> _What you have to do_
As the answer, give every line of the records that includes the word "AppEvent".

Collected data entries
□ □ □ □ □ □ □

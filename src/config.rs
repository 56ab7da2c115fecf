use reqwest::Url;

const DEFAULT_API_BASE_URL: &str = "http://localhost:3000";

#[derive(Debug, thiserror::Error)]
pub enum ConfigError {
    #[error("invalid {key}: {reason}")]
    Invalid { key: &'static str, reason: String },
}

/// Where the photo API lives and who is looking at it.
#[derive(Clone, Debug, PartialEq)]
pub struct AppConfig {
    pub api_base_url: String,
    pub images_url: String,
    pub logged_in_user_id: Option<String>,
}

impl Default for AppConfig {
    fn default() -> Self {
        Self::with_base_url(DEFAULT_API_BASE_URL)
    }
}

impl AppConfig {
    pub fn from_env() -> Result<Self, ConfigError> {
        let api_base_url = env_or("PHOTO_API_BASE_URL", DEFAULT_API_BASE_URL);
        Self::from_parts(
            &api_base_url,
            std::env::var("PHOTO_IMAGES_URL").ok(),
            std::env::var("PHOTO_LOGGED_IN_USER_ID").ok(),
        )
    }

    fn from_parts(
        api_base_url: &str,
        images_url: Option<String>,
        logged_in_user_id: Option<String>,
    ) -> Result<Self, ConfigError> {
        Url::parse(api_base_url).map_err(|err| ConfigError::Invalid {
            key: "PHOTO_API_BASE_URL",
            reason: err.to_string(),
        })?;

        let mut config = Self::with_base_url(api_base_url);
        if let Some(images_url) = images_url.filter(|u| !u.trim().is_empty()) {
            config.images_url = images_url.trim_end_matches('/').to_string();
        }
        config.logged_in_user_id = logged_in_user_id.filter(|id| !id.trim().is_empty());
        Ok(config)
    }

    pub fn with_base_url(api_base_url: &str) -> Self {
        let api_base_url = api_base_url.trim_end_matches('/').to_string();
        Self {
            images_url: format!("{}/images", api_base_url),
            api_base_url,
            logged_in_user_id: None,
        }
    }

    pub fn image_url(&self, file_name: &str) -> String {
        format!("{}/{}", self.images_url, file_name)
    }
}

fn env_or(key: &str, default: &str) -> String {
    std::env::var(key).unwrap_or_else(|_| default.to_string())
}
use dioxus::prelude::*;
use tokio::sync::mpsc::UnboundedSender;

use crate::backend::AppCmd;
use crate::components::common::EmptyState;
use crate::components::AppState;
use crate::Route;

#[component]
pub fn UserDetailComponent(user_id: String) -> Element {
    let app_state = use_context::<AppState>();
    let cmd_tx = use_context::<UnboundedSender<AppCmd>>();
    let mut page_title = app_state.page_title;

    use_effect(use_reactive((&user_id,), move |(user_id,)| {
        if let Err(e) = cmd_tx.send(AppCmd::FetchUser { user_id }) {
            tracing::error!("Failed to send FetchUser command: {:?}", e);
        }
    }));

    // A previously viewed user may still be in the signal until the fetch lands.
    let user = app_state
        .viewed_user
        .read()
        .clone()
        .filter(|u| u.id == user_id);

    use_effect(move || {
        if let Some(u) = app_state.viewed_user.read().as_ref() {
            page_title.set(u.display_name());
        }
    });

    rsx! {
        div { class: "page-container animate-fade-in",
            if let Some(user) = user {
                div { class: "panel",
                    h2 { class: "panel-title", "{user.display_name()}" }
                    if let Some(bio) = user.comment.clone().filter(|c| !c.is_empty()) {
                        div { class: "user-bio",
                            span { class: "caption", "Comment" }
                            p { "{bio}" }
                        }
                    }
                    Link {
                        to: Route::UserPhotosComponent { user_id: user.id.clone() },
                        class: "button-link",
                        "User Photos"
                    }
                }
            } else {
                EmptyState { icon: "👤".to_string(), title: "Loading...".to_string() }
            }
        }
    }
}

□ □ □ □ □ □ □

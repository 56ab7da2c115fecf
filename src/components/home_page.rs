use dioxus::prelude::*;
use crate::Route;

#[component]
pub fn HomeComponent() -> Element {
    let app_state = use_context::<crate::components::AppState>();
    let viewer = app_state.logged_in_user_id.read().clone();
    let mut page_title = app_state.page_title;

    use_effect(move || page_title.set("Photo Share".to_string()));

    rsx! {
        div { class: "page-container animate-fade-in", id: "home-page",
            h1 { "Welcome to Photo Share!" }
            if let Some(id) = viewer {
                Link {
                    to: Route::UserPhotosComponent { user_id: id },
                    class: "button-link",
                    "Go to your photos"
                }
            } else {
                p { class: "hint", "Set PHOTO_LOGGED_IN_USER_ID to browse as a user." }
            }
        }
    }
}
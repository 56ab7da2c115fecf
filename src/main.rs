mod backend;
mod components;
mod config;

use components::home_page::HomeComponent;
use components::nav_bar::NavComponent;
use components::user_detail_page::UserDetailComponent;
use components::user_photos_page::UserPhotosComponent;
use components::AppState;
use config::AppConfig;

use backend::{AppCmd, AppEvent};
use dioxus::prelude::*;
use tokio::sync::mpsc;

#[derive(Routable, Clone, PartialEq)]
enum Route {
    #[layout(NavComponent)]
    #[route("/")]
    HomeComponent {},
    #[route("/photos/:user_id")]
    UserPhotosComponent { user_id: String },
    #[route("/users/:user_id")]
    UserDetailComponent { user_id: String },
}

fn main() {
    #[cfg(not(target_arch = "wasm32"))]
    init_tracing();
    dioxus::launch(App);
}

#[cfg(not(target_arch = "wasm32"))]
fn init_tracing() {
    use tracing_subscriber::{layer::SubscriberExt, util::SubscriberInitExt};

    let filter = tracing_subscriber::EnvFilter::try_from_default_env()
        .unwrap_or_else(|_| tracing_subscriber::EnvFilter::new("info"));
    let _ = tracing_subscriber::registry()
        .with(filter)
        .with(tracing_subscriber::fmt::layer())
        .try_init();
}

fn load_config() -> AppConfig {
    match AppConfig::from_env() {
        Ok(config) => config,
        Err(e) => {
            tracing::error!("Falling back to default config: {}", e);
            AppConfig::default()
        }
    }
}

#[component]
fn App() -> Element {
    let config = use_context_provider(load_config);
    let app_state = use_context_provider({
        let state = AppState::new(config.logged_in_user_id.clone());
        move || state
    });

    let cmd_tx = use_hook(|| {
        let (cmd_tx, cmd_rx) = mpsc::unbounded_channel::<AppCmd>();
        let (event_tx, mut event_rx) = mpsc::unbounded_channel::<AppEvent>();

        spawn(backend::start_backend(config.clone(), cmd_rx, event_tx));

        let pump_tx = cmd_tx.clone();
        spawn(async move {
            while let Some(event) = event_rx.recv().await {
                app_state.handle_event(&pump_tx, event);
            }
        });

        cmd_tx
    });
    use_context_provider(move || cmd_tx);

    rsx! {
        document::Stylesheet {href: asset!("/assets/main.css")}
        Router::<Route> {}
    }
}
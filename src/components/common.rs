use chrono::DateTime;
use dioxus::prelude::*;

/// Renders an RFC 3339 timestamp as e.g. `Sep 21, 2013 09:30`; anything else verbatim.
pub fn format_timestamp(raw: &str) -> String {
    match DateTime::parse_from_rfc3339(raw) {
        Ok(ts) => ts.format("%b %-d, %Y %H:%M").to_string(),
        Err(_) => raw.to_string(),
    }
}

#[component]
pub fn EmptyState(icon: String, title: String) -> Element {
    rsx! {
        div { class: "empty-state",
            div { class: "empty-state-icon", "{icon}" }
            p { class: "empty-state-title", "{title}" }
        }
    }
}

□ □ □ □ □ □ □

> _Response to the exercise_
use backend::{AppCmd, AppEvent};
        let (event_tx, mut event_rx) = mpsc::unbounded_channel::<AppEvent>();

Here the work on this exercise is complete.